┌──

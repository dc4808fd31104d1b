// SPDX-License-Identifier: AGPL-3.0

//! SMT backend
//!
//! Lowers path constraints and gas expressions to z3 and runs the
//! gas-bound search. Every path gets its own [`GasSolver`]; nothing here
//! is shared between paths.

pub mod lower;
pub mod search;

pub use lower::{biguint_to_bv, bv_to_biguint, Lowered, Lowering};
pub use search::{GasSolver, SearchOutcome, SearchStatus, SolverScope};
pub use z3::{Config as Z3Config, Context, SatResult};

/// Fresh z3 context with default settings
pub fn new_context() -> Context {
    Context::new(&Z3Config::new())
}
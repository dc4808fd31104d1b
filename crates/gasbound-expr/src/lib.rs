// SPDX-License-Identifier: AGPL-3.0

//! Symbolic expressions, gas expressions and models
//!
//! Everything here is independent of the SMT backend: expressions are
//! lowered to the solver in `gasbound-solver`, and models come back as
//! plain [`Model`] maps.

pub mod eval;
pub mod expr;
pub mod gas;
pub mod model;
pub mod registry;

pub use eval::{evaluate, Value};
pub use expr::{BinaryOp, CmpOp, Expr, ExprKind, Sort, TernaryOp, UnaryOp};
pub use gas::{GasExpr, GasTerm};
pub use model::Model;
pub use registry::{VarId, VariableRegistry};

└──

Directions for this task
What is needed is an exact transcription of every entry above.

Your response
repository dc4808fd31104d1b
// SPDX-License-Identifier: AGPL-3.0

//! SMT backend
//!
//! Lowers path constraints and gas expressions to z3 and runs the
//! gas-bound search. Every path gets its own [`GasSolver`]; nothing here
//! is shared between paths.

pub mod lower;
pub mod search;

pub use lower::{biguint_to_bv, bv_to_biguint, Lowered, Lowering};
pub use search::{GasSolver, SearchOutcome, SearchStatus, SolverScope};
pub use z3::{Config as Z3Config, Context, SatResult};

/// Fresh z3 context with default settings
pub fn new_context() -> Context {
    Context::new(&Z3Config::new())
}
repository dc4808fd31104d1b
filename crates/gasbound-expr/src/lib.rs
// SPDX-License-Identifier: AGPL-3.0

//! Symbolic expressions, gas expressions and models
//!
//! Everything here is independent of the SMT backend: expressions are
//! lowered to the solver in `gasbound-solver`, and models come back as
//! plain [`Model`] maps.

pub mod eval;
pub mod expr;
pub mod gas;
pub mod model;
pub mod registry;

pub use eval::{evaluate, Value};
pub use expr::{BinaryOp, CmpOp, Expr, ExprKind, Sort, TernaryOp, UnaryOp};
pub use gas::{GasExpr, GasTerm};
pub use model::Model;
pub use registry::{VarId, VariableRegistry};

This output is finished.